Este artigo trata-se da compreensão e reflexão da democracia digital em seus paradoxos e possíveis efeitos, bem como o aparecimento de uma nova síndrome guiada pelos algoritmos com o advento da cultura do solipsismo. Para tanto, utilizaremos três pontos de análises que será desenvolvido no desencadear do texto. O primeiro refere-se à questão irrefutável da tecnologia em nossas vidas. Uma determinação na qual não existe a marcha à ré. As inovações caminham sempre na ideia de futuro. A segunda será destinada a relação de poder, a distribuição da autonomia e responsabilidade pela atmosfera diante da justiça social. Entretanto, designa-se a responsabilidade individual mediante a uma esfera virtual de comprometimento social. É o poder nas vias dos algoritmos e vice e versa. E na terceira análise, teremos a questão filosófica da realidade pela cultura do solipsismo. Será que a democracia digital é o caminho para o compromisso com a realidade social ou teremos uma intensificação de um distanciamento do outro, e do que pertence ao outro? Esses esclarecimentos serão distribuídos no desenrolar de nossas ponderações. Sempre queremos o que buscamos ou buscamos o que queremos?
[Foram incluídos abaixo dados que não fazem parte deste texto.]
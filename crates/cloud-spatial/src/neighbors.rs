//! Precomputed fixed-degree nearest-neighbor table.
//!
//! Trades spatial-index re-traversal for a cheap graph walk: each active
//! sample's K nearest neighbors are computed once (in parallel) and
//! stored in a flat table, and later range expansions flood-fill over
//! that table instead of re-touching the index.

use std::sync::atomic::{AtomicUsize, Ordering};

use nalgebra::Point3;
use rayon::prelude::*;
use tracing::{debug, info};

use crate::index::SpatialIndex;
use crate::query::KnnQuery;

/// Padding value for table slots with no neighbor.
pub const NO_NEIGHBOR: u32 = u32::MAX;

/// A `point_count x K` table of neighbor sample ids, closest first.
///
/// Rows of samples outside the source index's partition are fully
/// padded. The table is a snapshot: it must be rebuilt whenever its
/// source index is re-partitioned.
///
/// # Example
///
/// ```
/// use cloud_spatial::{IndexConfig, NeighborGraph, SpatialIndex};
/// use nalgebra::Point3;
///
/// let points: Vec<_> = (0..6).map(|i| Point3::new(f64::from(i), 0.0, 0.0)).collect();
/// let index = SpatialIndex::build(&points, &IndexConfig::default()).unwrap();
/// let graph = NeighborGraph::build(&index, 2);
///
/// assert_eq!(graph.neighbors(0), &[1, 2]);
/// assert_eq!(graph.neighbors(3).len(), 2);
/// ```
#[derive(Debug, Clone)]
pub struct NeighborGraph {
    neighbor_count: usize,
    point_count: usize,
    table: Vec<u32>,
    active: Vec<bool>,
}

impl NeighborGraph {
    /// Builds the table by running one k-nearest-by-sample query per
    /// active sample, in parallel. The only shared mutable state is a
    /// progress counter.
    #[must_use]
    pub fn build(index: &SpatialIndex<'_>, neighbor_count: usize) -> Self {
        let point_count = index.point_count();
        let active: Vec<bool> = (0..point_count)
            .map(|i| {
                #[allow(clippy::cast_possible_truncation)]
                let id = i as u32;
                index.is_active(id)
            })
            .collect();

        let mut table = vec![NO_NEIGHBOR; point_count * neighbor_count];
        if neighbor_count > 0 {
            let progress = AtomicUsize::new(0);
            // Each worker restarts one query object in place, reusing its
            // traversal allocations across all its rows.
            table
                .par_chunks_mut(neighbor_count)
                .enumerate()
                .for_each_init(KnnQuery::new, |query, (i, row)| {
                    #[allow(clippy::cast_possible_truncation)]
                    let id = i as u32;
                    if !index.is_active(id) {
                        return;
                    }
                    let target = index.points()[i];
                    query.restart(index, target, neighbor_count, Some(id));
                    for slot in row.iter_mut() {
                        match query.next(index) {
                            Some((neighbor, _)) => *slot = neighbor,
                            None => break,
                        }
                    }
                    let done = progress.fetch_add(1, Ordering::Relaxed) + 1;
                    if done % 100_000 == 0 {
                        debug!(done, "neighbor table rows built");
                    }
                });
            info!(
                points = index.active_count(),
                k = neighbor_count,
                "neighbor table built"
            );
        }

        Self {
            neighbor_count,
            point_count,
            table,
            active,
        }
    }

    /// Number of neighbor slots per sample.
    #[must_use]
    pub fn neighbor_count(&self) -> usize {
        self.neighbor_count
    }

    /// Number of samples (table rows).
    #[must_use]
    pub fn point_count(&self) -> usize {
        self.point_count
    }

    /// Returns `true` if `sample` had a row computed (was active in the
    /// source index snapshot).
    #[must_use]
    pub fn is_active(&self, sample: u32) -> bool {
        self.active.get(sample as usize).copied().unwrap_or(false)
    }

    /// The neighbors of `sample` in increasing-distance order, with
    /// padding trimmed.
    ///
    /// # Panics
    ///
    /// Panics if `sample` is out of range of the table.
    #[must_use]
    pub fn neighbors(&self, sample: u32) -> &[u32] {
        let start = sample as usize * self.neighbor_count;
        let row = &self.table[start..start + self.neighbor_count];
        let len = row
            .iter()
            .position(|&n| n == NO_NEIGHBOR)
            .unwrap_or(self.neighbor_count);
        &row[..len]
    }

    /// Approximates the metric ball around `seed` by flood-filling the
    /// neighbor table: pop a sample, keep it if its true distance to the
    /// seed is below `radius`, and expand through its table neighbors.
    ///
    /// The approximation is sound when K exceeds the expected
    /// neighborhood size at the queried radius. A non-positive radius
    /// yields an empty result.
    ///
    /// # Panics
    ///
    /// Panics if `points` is shorter than the table or `seed` is out of
    /// range.
    #[must_use]
    pub fn range_neighbors(&self, points: &[Point3<f64>], seed: u32, radius: f64) -> Vec<u32> {
        assert!(points.len() >= self.point_count, "point slice too short");
        let radius_sq = radius * radius;
        let origin = points[seed as usize];

        let mut visited = vec![false; self.point_count];
        let mut stack = vec![seed];
        visited[seed as usize] = true;
        let mut inside = Vec::new();

        while let Some(i) = stack.pop() {
            let d = (points[i as usize] - origin).norm_squared();
            if radius <= 0.0 || d >= radius_sq {
                continue;
            }
            inside.push(i);
            for &n in self.neighbors(i) {
                if !visited[n as usize] {
                    visited[n as usize] = true;
                    stack.push(n);
                }
            }
        }

        inside
    }
}
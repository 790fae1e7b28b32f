use std::collections::VecDeque;

use super::level::{VocalLevel, VolumeReading};
use crate::config::ClassifierConfig;
use crate::error::{invalid_config, CoreError, CoreResult};

/// Ascending energy boundaries separating the four vocal levels.
#[derive(Clone, Copy, Debug, PartialEq)]
pub struct Thresholds {
    pub min_voice: f32,
    pub whisper_max: f32,
    pub normal_max: f32,
}

impl Thresholds {
    pub fn new(min_voice: f32, whisper_max: f32, normal_max: f32) -> CoreResult<Self> {
        let all_finite = [min_voice, whisper_max, normal_max]
            .iter()
            .all(|v| v.is_finite());
        if !all_finite || min_voice < 0.0 || min_voice >= whisper_max || whisper_max >= normal_max
        {
            return Err(invalid_config(format!(
                "thresholds must satisfy 0 <= min_voice < whisper_max < normal_max (got {}, {}, {})",
                min_voice, whisper_max, normal_max
            )));
        }
        Ok(Self {
            min_voice,
            whisper_max,
            normal_max,
        })
    }

    pub fn level_for(&self, energy: f32) -> VocalLevel {
        if energy < self.min_voice {
            VocalLevel::Silent
        } else if energy < self.whisper_max {
            VocalLevel::Whisper
        } else if energy < self.normal_max {
            VocalLevel::Normal
        } else {
            VocalLevel::Shout
        }
    }

    /// Lower bound of each level's band; always classifies back to `level`.
    pub fn canonical_energy(&self, level: VocalLevel) -> f32 {
        match level {
            VocalLevel::Silent => 0.0,
            VocalLevel::Whisper => self.min_voice,
            VocalLevel::Normal => self.whisper_max,
            VocalLevel::Shout => self.normal_max,
        }
    }
}

/// Bounded FIFO of recent instantaneous energies.
#[derive(Clone, Debug)]
pub struct EnergyHistory {
    values: VecDeque<f32>,
    capacity: usize,
}

impl EnergyHistory {
    pub fn new(capacity: usize) -> CoreResult<Self> {
        if capacity == 0 {
            return Err(invalid_config("history_window must be at least 1"));
        }
        Ok(Self {
            values: VecDeque::with_capacity(capacity),
            capacity,
        })
    }

    pub fn push(&mut self, energy: f32) {
        if self.values.len() == self.capacity {
            self.values.pop_front();
        }
        self.values.push_back(energy);
    }

    /// Mean over the values present so far; 0 while empty.
    pub fn mean(&self) -> f32 {
        if self.values.is_empty() {
            return 0.0;
        }
        self.values.iter().sum::<f32>() / self.values.len() as f32
    }

    pub fn len(&self) -> usize {
        self.values.len()
    }

    pub fn is_empty(&self) -> bool {
        self.values.is_empty()
    }

    pub fn iter(&self) -> impl Iterator<Item = &f32> {
        self.values.iter()
    }
}

/// Root-mean-square of a frame.
pub fn rms(frame: &[f32]) -> f32 {
    if frame.is_empty() {
        return 0.0;
    }
    (frame.iter().map(|s| s * s).sum::<f32>() / frame.len() as f32).sqrt()
}

/// Turns raw sample frames into smoothed, discretized vocal levels.
pub struct AmplitudeClassifier {
    thresholds: Thresholds,
    history: EnergyHistory,
    volume_scale: f32,
    debug_override: Option<VocalLevel>,
}

impl AmplitudeClassifier {
    pub fn new(config: &ClassifierConfig) -> CoreResult<Self> {
        let thresholds = Thresholds::new(config.min_voice, config.whisper_max, config.normal_max)?;
        let history = EnergyHistory::new(config.history_window)?;
        if !config.volume_scale.is_finite() || config.volume_scale < 0.0 {
            return Err(invalid_config(format!(
                "volume_scale must be a non-negative number (got {})",
                config.volume_scale
            )));
        }
        Ok(Self {
            thresholds,
            history,
            volume_scale: config.volume_scale,
            debug_override: config.debug_level,
        })
    }

    /// Analyse one frame. An empty or malformed frame is rejected before any
    /// state changes.
    pub fn classify(&mut self, frame: &[f32]) -> CoreResult<VolumeReading> {
        if frame.is_empty() {
            return Err(CoreError::InvalidInput("sample frame is empty".into()));
        }
        if let Some((idx, sample)) = frame
            .iter()
            .enumerate()
            .find(|(_, s)| !s.is_finite() || s.abs() > 1.0)
        {
            return Err(CoreError::InvalidInput(format!(
                "sample {} out of range [-1, 1]: {}",
                idx, sample
            )));
        }

        let instantaneous_energy = rms(frame);
        self.history.push(instantaneous_energy);

        let smoothed_energy = match self.debug_override {
            Some(level) => self.thresholds.canonical_energy(level),
            None => self.history.mean(),
        };

        Ok(VolumeReading {
            instantaneous_energy,
            smoothed_energy,
            volume_percent: (smoothed_energy * self.volume_scale).min(100.0),
            level: self.thresholds.level_for(smoothed_energy),
        })
    }

    pub fn set_debug_override(&mut self, level: Option<VocalLevel>) {
        if level != self.debug_override {
            log::info!("Debug level override: {:?}", level);
        }
        self.debug_override = level;
    }

    pub fn debug_override(&self) -> Option<VocalLevel> {
        self.debug_override
    }

    pub fn history(&self) -> &EnergyHistory {
        &self.history
    }
}

#[cfg(test)]
mod tests {
    use super::*;

    fn config() -> ClassifierConfig {
        ClassifierConfig::default()
    }

    fn constant(value: f32, len: usize) -> Vec<f32> {
        vec![value; len]
    }

    #[test]
    fn rms_of_constant_frame() {
        assert!((rms(&constant(0.2, 256)) - 0.2).abs() < 1e-6);
        assert!((rms(&[0.5, -0.5, 0.5, -0.5]) - 0.5).abs() < 1e-6);
        assert_eq!(rms(&[]), 0.0);
    }

    #[test]
    fn level_mapping_is_monotonic() {
        let t = Thresholds::new(0.01, 0.05, 0.15).unwrap();
        let mut prev = VocalLevel::Silent;
        for i in 0..=400 {
            let level = t.level_for(i as f32 * 0.001);
            assert!(level >= prev, "level dropped at {}", i);
            prev = level;
        }
        assert_eq!(t.level_for(0.0), VocalLevel::Silent);
        assert_eq!(t.level_for(0.01), VocalLevel::Whisper);
        assert_eq!(t.level_for(0.05), VocalLevel::Normal);
        assert_eq!(t.level_for(0.15), VocalLevel::Shout);
    }

    #[test]
    fn canonical_energy_round_trips_through_level() {
        let t = Thresholds::new(0.01, 0.05, 0.15).unwrap();
        for level in VocalLevel::ALL {
            assert_eq!(t.level_for(t.canonical_energy(level)), level);
        }
    }

    #[test]
    fn rejects_misordered_thresholds() {
        assert!(matches!(
            Thresholds::new(0.01, 0.15, 0.15),
            Err(CoreError::InvalidConfiguration(_))
        ));
        assert!(matches!(
            Thresholds::new(-0.01, 0.05, 0.15),
            Err(CoreError::InvalidConfiguration(_))
        ));

        let mut cfg = config();
        cfg.normal_max = 0.04;
        assert!(matches!(
            AmplitudeClassifier::new(&cfg),
            Err(CoreError::InvalidConfiguration(_))
        ));
    }

    #[test]
    fn history_evicts_oldest() {
        let mut history = EnergyHistory::new(3).unwrap();
        for v in [1.0, 2.0, 3.0, 4.0] {
            history.push(v);
        }
        assert_eq!(history.len(), 3);
        assert_eq!(history.iter().copied().collect::<Vec<_>>(), vec![2.0, 3.0, 4.0]);
        assert!((history.mean() - 3.0).abs() < 1e-6);
    }

    #[test]
    fn history_never_exceeds_capacity() {
        let mut classifier = AmplitudeClassifier::new(&config()).unwrap();
        for i in 0..25 {
            classifier.classify(&constant(0.01 * (i % 5) as f32, 32)).unwrap();
            assert!(classifier.history().len() <= 10);
        }
        assert_eq!(classifier.history().len(), 10);
    }

    #[test]
    fn window_fills_gradually_without_zero_padding() {
        let mut classifier = AmplitudeClassifier::new(&config()).unwrap();
        let first = classifier.classify(&constant(0.2, 64)).unwrap();
        assert!((first.smoothed_energy - 0.2).abs() < 1e-6);
        assert_eq!(first.level, VocalLevel::Shout);

        let second = classifier.classify(&constant(0.0, 64)).unwrap();
        assert!((second.smoothed_energy - 0.1).abs() < 1e-6);
        assert_eq!(second.level, VocalLevel::Normal);
    }

    #[test]
    fn volume_percent_is_capped() {
        let mut classifier = AmplitudeClassifier::new(&config()).unwrap();
        let quiet = classifier.classify(&constant(0.1, 16)).unwrap();
        assert!((quiet.volume_percent - 30.0).abs() < 1e-3);
        let loud = classifier.classify(&constant(1.0, 16)).unwrap();
        assert_eq!(loud.volume_percent, 100.0);
    }

    #[test]
    fn empty_frame_fails_without_mutation() {
        let mut classifier = AmplitudeClassifier::new(&config()).unwrap();
        classifier.classify(&constant(0.03, 16)).unwrap();
        let err = classifier.classify(&[]).unwrap_err();
        assert!(matches!(err, CoreError::InvalidInput(_)));
        assert_eq!(classifier.history().len(), 1);
    }

    #[test]
    fn malformed_samples_are_rejected() {
        let mut classifier = AmplitudeClassifier::new(&config()).unwrap();
        assert!(classifier.classify(&[0.1, f32::NAN]).is_err());
        assert!(classifier.classify(&[1.5]).is_err());
        assert!(classifier.history().is_empty());
    }

    #[test]
    fn same_frames_give_same_readings() {
        let frames: Vec<Vec<f32>> = (0..30)
            .map(|i| constant(((i * 7) % 11) as f32 * 0.02, 128))
            .collect();

        let run = || {
            let mut classifier = AmplitudeClassifier::new(&config()).unwrap();
            frames
                .iter()
                .map(|f| classifier.classify(f).unwrap())
                .collect::<Vec<_>>()
        };
        assert_eq!(run(), run());
    }

    #[test]
    fn debug_override_substitutes_energy() {
        let mut cfg = config();
        cfg.debug_level = Some(VocalLevel::Whisper);
        let mut classifier = AmplitudeClassifier::new(&cfg).unwrap();

        let reading = classifier.classify(&constant(0.5, 32)).unwrap();
        assert_eq!(reading.level, VocalLevel::Whisper);
        assert_eq!(reading.smoothed_energy, 0.01);
        assert!((reading.instantaneous_energy - 0.5).abs() < 1e-6);

        classifier.set_debug_override(None);
        let reading = classifier.classify(&constant(0.5, 32)).unwrap();
        assert_eq!(reading.level, VocalLevel::Shout);
    }
}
Essas indagações serão pautadas na questão que envolve o tempo. O passado, o presente e a ideia de futuro consecutivamente serão motes de aproximação com a ciência. O assunto refere-se às mudanças de paradigmas, entre elas destaca-se, do patriarcal ao paradigma do cuidado, da responsabilidade e da ética. Por sua vez, o cotidiano das pessoas está cada vez mais penetrando nas discussões tecnológicas. E o que isso pode significar? Pode constituir novas formas de relações sociais e por sua vez novas leis deverão aparecer ou até mesmo as leis poderão submeter-se ao novo paradigma para retratar ações de necessidades humanas. Não é de estranhar que, cada vez mais, a justiça social está bem mais dinâmica e o aporte de questões de gestão social se enquadram nas dimensões da realidade científica bem como, as discussões nas políticas públicas. Mas, ainda estamos presos às leis antigas que não cabem mais na era da tecnologia disruptiva, além de possuirmos posturas do século XX e o século XXI batendo em nossa porta gritando – não é desse jeito! Temos que compreender que tivemos na história, antes do século XIX, muitas rotas, depois surgiram o século das demarcações e por sua vez muitos conflitos, logo após o século dos testemunhos e atualmente há um mix ditado pela big data que refletem em nossas vidas.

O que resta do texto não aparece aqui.